_Recorded information:_
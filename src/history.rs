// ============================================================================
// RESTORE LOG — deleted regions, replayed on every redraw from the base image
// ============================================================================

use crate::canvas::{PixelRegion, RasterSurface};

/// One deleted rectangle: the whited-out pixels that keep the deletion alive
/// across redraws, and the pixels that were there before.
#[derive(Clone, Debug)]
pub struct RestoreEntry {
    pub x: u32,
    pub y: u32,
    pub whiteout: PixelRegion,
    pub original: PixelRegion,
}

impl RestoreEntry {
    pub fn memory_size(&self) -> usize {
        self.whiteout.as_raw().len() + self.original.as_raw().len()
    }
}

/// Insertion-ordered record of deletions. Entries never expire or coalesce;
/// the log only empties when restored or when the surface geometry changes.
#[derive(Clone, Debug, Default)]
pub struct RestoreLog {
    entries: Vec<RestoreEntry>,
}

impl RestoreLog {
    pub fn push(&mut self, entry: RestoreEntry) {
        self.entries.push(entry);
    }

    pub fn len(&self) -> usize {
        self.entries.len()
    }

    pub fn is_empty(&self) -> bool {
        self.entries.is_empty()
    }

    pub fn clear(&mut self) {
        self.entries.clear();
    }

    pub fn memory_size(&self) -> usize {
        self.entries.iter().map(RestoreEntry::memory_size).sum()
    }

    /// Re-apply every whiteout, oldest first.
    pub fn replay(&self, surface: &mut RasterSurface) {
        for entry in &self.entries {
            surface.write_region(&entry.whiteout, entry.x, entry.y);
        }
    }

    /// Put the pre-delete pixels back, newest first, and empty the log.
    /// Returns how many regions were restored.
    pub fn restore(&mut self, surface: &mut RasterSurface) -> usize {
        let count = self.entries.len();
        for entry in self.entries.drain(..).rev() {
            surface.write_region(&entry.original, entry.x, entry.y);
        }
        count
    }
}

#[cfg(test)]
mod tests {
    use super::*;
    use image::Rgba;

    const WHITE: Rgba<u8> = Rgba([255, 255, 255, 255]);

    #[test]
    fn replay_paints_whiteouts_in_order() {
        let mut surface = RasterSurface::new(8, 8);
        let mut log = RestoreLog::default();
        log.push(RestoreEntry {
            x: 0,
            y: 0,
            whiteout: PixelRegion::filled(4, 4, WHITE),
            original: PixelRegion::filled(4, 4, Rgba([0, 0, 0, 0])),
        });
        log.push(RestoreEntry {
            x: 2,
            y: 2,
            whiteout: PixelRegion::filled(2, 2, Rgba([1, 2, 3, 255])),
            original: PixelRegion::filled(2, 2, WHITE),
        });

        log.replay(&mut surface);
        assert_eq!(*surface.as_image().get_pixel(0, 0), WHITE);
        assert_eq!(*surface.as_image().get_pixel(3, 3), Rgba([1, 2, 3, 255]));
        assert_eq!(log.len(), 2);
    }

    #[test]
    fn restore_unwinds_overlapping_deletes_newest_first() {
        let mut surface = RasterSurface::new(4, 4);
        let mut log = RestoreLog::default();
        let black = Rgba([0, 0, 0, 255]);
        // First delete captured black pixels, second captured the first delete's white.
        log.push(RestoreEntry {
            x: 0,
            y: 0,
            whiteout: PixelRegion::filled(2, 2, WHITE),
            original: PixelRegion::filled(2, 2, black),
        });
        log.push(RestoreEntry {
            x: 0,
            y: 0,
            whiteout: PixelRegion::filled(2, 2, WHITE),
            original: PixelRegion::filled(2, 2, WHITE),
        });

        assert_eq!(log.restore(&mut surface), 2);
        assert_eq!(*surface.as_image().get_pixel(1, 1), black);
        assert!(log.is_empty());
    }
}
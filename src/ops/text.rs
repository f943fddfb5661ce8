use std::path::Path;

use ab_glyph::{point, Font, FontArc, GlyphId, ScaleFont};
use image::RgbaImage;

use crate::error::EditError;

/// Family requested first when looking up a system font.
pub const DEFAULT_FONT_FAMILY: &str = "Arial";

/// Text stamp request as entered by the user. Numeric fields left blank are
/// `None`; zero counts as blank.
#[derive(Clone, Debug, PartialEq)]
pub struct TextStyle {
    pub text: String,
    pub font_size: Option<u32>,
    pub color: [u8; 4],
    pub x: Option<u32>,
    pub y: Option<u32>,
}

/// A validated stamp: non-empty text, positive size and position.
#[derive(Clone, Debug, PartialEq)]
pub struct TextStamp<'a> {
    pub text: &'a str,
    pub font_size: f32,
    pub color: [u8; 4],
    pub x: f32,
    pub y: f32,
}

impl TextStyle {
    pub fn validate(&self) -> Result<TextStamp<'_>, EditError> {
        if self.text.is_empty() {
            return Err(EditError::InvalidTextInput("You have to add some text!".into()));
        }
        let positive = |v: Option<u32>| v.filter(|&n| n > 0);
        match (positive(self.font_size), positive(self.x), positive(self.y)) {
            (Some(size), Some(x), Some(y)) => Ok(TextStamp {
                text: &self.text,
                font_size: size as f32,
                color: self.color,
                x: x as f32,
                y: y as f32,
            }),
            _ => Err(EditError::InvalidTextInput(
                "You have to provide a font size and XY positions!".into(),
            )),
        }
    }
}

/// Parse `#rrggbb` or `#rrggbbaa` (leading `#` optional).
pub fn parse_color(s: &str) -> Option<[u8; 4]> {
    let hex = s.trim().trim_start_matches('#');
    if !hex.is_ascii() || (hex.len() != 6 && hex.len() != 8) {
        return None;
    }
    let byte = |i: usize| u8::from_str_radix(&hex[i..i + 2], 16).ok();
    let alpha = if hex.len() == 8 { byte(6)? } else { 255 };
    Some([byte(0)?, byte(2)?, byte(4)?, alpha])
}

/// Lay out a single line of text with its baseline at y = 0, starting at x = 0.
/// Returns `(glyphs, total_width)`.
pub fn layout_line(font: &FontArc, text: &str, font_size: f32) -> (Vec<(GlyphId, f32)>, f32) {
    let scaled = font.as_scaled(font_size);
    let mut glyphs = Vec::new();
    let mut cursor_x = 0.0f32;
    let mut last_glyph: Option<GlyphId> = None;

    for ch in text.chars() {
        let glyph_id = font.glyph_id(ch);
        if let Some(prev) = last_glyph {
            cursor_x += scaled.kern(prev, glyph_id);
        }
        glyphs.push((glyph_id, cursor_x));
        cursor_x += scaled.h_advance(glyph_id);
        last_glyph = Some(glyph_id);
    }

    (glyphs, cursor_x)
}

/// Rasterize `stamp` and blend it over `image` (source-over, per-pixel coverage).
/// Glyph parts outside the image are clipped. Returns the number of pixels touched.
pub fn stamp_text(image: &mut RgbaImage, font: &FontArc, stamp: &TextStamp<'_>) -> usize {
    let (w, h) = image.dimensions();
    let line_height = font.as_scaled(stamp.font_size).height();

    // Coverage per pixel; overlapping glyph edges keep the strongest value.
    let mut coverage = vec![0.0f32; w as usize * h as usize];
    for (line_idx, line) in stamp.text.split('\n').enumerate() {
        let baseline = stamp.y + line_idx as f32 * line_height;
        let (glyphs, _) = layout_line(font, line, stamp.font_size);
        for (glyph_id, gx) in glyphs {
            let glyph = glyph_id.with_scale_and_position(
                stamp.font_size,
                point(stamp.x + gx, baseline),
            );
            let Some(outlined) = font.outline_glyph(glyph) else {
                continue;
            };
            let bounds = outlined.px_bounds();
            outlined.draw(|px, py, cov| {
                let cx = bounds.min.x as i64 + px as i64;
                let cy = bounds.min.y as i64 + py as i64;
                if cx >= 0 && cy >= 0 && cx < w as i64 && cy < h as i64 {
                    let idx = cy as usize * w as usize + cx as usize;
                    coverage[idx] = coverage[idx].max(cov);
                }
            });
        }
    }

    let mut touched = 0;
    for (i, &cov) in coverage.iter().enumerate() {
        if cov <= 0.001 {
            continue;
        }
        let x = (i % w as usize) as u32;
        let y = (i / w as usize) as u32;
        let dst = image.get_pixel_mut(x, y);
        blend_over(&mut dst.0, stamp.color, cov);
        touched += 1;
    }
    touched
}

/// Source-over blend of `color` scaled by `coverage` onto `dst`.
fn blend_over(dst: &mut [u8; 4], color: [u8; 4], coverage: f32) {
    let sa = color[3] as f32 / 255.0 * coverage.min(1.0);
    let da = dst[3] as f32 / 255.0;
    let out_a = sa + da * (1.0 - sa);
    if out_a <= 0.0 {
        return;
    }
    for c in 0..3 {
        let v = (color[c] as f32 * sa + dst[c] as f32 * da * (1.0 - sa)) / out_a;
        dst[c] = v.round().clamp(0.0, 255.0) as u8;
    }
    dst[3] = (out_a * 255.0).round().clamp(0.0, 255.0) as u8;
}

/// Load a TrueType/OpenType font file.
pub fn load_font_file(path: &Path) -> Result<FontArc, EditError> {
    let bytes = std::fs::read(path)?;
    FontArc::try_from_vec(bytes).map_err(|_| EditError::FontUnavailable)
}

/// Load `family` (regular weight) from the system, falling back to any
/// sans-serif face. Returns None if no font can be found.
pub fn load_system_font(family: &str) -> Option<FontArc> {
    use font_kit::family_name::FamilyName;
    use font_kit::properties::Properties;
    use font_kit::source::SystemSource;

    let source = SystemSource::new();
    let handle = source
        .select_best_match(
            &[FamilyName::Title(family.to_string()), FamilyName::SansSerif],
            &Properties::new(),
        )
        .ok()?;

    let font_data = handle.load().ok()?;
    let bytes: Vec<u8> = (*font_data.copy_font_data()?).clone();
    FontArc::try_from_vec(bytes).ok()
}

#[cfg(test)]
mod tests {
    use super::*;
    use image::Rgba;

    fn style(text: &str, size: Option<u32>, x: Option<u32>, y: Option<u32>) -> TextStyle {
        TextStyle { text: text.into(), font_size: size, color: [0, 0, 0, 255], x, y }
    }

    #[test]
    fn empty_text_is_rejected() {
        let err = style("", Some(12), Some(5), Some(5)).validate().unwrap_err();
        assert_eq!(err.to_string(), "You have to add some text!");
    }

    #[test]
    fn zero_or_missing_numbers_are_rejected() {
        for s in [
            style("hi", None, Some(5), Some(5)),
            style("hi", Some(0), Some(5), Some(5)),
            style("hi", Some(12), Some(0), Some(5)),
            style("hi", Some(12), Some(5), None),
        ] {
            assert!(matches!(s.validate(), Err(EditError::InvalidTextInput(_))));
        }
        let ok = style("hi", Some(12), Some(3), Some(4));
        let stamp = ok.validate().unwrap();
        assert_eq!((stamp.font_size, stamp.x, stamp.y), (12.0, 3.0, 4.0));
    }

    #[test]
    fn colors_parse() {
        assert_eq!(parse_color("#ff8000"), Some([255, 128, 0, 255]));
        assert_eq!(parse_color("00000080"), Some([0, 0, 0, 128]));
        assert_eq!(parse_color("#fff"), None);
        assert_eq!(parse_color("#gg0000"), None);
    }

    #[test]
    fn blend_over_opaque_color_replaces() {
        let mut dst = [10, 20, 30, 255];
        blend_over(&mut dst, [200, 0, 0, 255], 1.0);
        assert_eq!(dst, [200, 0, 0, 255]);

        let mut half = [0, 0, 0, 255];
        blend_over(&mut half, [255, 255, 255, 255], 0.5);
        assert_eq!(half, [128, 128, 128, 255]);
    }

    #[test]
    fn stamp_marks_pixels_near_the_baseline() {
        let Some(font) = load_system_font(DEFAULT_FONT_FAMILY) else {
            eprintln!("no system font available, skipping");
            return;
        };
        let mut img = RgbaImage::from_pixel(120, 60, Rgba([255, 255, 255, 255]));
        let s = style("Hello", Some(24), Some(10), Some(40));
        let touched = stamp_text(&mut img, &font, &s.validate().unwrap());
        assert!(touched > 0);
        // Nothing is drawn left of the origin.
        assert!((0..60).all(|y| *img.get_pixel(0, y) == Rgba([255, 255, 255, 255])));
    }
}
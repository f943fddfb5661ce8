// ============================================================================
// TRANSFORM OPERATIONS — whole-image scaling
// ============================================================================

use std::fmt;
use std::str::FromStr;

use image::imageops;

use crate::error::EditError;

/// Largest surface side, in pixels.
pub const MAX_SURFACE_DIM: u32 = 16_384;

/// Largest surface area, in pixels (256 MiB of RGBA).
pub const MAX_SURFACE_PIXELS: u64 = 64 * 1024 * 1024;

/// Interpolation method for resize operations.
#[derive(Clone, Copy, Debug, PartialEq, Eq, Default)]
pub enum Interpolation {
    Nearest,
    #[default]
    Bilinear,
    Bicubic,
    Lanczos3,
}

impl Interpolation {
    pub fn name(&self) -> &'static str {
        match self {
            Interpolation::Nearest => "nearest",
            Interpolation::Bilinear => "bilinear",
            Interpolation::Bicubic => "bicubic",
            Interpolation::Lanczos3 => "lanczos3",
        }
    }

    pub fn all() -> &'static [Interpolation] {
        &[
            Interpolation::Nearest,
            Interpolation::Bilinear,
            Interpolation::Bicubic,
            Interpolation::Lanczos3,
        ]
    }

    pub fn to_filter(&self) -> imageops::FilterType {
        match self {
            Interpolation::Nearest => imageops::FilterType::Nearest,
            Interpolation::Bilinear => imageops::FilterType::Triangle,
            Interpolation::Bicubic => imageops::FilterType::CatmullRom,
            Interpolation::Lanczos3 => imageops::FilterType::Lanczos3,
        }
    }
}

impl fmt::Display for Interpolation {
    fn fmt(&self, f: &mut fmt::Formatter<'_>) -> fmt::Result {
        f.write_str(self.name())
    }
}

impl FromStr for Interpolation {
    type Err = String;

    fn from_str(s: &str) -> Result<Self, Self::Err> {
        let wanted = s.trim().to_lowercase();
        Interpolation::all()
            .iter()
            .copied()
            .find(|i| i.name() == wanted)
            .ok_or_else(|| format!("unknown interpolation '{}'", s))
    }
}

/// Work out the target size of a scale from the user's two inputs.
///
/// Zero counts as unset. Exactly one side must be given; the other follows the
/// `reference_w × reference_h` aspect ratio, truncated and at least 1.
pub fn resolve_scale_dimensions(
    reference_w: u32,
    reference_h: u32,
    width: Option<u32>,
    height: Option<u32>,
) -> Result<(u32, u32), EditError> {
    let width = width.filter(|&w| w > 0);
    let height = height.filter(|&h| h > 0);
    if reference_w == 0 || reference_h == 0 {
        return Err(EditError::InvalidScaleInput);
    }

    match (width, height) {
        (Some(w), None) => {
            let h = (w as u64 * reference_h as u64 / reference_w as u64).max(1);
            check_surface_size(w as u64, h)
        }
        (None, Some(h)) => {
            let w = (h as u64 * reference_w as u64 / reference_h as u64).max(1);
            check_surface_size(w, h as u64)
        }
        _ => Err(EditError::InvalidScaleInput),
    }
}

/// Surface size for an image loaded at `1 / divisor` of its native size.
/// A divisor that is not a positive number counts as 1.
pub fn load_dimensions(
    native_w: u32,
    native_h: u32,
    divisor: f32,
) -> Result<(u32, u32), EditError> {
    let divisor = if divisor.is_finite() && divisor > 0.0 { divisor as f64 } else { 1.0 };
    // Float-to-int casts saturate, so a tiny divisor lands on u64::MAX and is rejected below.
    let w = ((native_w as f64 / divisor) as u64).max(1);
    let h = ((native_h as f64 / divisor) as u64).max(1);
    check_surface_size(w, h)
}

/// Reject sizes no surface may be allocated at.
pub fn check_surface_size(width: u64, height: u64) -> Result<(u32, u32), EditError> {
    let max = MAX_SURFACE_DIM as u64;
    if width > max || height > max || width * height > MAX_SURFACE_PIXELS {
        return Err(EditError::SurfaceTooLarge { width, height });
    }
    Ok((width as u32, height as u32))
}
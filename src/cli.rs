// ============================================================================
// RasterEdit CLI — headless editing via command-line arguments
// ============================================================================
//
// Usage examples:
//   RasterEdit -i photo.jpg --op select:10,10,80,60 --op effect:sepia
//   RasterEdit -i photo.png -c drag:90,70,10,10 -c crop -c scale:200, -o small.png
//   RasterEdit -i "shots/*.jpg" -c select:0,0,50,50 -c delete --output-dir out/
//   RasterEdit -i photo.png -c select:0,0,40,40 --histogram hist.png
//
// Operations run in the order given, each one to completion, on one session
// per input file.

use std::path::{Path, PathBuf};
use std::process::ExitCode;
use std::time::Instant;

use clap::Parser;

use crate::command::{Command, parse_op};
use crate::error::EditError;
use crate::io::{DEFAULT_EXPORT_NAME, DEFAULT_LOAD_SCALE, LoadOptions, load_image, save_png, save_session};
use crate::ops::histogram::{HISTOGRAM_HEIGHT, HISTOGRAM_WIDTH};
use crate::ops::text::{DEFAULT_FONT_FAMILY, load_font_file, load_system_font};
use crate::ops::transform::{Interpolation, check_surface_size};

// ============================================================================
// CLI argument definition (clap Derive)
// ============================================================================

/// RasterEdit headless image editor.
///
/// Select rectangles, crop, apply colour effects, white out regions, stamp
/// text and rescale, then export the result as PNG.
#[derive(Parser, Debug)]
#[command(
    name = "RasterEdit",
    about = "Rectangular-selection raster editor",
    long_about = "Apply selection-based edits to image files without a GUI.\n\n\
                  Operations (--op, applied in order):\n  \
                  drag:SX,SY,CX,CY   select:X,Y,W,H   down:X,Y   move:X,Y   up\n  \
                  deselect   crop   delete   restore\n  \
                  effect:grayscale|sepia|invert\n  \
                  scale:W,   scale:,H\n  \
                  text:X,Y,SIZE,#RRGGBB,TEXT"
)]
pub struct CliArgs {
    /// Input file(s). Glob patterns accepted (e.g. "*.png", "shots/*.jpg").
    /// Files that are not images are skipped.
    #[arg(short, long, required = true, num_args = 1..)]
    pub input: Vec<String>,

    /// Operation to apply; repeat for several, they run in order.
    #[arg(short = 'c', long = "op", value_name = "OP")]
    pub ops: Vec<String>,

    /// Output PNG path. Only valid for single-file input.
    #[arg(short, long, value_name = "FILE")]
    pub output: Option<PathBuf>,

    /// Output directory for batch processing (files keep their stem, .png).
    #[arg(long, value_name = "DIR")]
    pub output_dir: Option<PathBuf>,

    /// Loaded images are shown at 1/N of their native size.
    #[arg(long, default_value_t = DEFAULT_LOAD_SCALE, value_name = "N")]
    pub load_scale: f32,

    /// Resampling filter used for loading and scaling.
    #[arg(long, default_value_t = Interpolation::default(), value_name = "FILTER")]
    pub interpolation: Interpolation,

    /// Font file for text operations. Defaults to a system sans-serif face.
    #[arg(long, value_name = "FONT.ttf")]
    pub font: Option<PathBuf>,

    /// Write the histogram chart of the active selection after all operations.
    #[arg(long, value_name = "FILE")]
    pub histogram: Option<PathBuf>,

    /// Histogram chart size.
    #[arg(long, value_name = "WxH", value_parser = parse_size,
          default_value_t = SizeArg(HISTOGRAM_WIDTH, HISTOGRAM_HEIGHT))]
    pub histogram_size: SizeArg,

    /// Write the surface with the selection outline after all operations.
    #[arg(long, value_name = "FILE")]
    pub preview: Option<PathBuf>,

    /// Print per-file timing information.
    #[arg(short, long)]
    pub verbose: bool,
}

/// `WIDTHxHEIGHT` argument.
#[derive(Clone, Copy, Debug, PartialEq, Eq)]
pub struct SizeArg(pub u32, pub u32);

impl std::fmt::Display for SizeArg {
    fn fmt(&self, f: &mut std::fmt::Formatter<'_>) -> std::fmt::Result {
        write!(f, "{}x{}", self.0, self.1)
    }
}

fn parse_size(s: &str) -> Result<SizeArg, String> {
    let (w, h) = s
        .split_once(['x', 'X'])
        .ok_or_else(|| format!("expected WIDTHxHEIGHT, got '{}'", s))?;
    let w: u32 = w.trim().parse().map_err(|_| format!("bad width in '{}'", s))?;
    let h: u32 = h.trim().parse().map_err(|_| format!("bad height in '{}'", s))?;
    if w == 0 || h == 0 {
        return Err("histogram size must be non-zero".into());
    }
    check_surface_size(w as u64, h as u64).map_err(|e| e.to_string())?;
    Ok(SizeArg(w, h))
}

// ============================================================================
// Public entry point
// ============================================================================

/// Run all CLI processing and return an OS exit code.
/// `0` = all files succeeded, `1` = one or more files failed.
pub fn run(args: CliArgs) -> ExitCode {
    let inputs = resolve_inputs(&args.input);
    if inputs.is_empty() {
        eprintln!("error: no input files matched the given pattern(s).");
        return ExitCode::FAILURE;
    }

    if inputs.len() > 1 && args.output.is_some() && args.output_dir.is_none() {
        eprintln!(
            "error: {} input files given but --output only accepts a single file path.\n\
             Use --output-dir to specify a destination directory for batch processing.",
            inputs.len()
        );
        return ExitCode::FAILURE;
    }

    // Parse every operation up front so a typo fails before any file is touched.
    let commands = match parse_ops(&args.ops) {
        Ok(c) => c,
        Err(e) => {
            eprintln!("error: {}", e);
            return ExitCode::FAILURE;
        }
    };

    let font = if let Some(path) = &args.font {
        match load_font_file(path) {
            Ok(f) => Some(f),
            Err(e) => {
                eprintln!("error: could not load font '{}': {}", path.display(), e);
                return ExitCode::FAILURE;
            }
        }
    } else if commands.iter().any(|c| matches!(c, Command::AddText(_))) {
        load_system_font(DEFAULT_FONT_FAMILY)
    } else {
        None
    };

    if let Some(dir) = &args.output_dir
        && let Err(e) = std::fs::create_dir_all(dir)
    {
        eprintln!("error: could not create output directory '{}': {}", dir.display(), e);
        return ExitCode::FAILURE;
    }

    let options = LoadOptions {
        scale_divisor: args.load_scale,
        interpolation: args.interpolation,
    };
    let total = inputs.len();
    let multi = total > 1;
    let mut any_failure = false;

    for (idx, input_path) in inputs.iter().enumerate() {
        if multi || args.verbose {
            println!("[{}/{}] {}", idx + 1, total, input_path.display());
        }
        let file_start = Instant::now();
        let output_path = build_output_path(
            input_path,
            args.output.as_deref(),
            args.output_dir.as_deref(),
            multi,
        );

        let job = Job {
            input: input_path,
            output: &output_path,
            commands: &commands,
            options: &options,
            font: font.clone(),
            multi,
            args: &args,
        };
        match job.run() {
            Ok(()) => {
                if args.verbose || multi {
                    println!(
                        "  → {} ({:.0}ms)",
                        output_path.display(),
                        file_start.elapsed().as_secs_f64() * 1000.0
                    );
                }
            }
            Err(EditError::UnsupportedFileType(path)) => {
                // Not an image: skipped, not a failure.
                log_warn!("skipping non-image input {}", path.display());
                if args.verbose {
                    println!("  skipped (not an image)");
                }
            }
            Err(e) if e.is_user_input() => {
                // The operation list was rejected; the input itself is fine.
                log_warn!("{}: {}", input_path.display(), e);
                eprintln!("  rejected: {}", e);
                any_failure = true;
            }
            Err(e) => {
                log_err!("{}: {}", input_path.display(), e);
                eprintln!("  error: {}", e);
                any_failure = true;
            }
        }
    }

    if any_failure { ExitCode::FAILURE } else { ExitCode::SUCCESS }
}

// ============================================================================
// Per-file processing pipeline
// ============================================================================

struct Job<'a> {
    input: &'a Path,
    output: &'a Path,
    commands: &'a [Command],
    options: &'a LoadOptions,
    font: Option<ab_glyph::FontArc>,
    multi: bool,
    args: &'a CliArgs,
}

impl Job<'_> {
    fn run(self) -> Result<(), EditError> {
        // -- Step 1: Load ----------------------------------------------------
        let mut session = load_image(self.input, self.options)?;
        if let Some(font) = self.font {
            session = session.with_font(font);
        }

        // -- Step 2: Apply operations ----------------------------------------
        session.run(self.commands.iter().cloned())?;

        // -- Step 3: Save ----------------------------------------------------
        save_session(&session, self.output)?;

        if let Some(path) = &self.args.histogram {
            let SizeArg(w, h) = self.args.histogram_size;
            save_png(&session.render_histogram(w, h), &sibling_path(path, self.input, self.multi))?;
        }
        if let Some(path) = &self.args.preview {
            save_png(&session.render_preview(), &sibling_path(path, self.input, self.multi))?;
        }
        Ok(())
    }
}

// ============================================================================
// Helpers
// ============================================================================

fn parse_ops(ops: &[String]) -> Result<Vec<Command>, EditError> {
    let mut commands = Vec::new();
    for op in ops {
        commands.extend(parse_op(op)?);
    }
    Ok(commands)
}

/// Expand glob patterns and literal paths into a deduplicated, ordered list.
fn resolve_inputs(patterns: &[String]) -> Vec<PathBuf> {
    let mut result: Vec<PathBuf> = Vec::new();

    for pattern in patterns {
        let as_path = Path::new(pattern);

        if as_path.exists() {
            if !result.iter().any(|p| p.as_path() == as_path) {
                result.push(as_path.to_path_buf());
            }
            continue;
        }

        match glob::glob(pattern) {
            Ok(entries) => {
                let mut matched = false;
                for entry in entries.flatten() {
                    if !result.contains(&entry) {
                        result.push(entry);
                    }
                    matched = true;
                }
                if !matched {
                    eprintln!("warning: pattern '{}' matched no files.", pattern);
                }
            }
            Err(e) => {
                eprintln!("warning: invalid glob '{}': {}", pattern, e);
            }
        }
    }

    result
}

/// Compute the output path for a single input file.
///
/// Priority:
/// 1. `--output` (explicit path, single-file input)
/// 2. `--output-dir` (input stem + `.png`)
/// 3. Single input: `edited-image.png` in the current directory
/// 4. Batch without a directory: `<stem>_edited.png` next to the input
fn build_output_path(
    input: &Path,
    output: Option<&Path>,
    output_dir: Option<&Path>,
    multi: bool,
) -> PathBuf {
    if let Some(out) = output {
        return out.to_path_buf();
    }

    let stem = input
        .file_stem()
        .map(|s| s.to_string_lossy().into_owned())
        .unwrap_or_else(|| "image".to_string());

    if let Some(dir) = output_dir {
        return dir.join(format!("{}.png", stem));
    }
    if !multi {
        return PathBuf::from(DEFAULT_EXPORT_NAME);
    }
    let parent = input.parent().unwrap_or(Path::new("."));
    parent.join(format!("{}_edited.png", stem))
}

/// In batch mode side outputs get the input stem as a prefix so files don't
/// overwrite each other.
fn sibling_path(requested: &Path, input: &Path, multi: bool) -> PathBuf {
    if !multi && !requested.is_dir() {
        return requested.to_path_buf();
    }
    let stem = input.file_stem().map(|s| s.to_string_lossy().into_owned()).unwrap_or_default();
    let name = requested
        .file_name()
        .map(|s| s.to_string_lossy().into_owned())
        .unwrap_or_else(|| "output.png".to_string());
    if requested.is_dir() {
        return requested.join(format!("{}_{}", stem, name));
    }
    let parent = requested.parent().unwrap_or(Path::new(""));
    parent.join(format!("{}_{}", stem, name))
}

_Aim of the task:_ Looking at the material above, count the lines where the word "clear" occurs, and answer with that count alone.

_Answer space:_ 2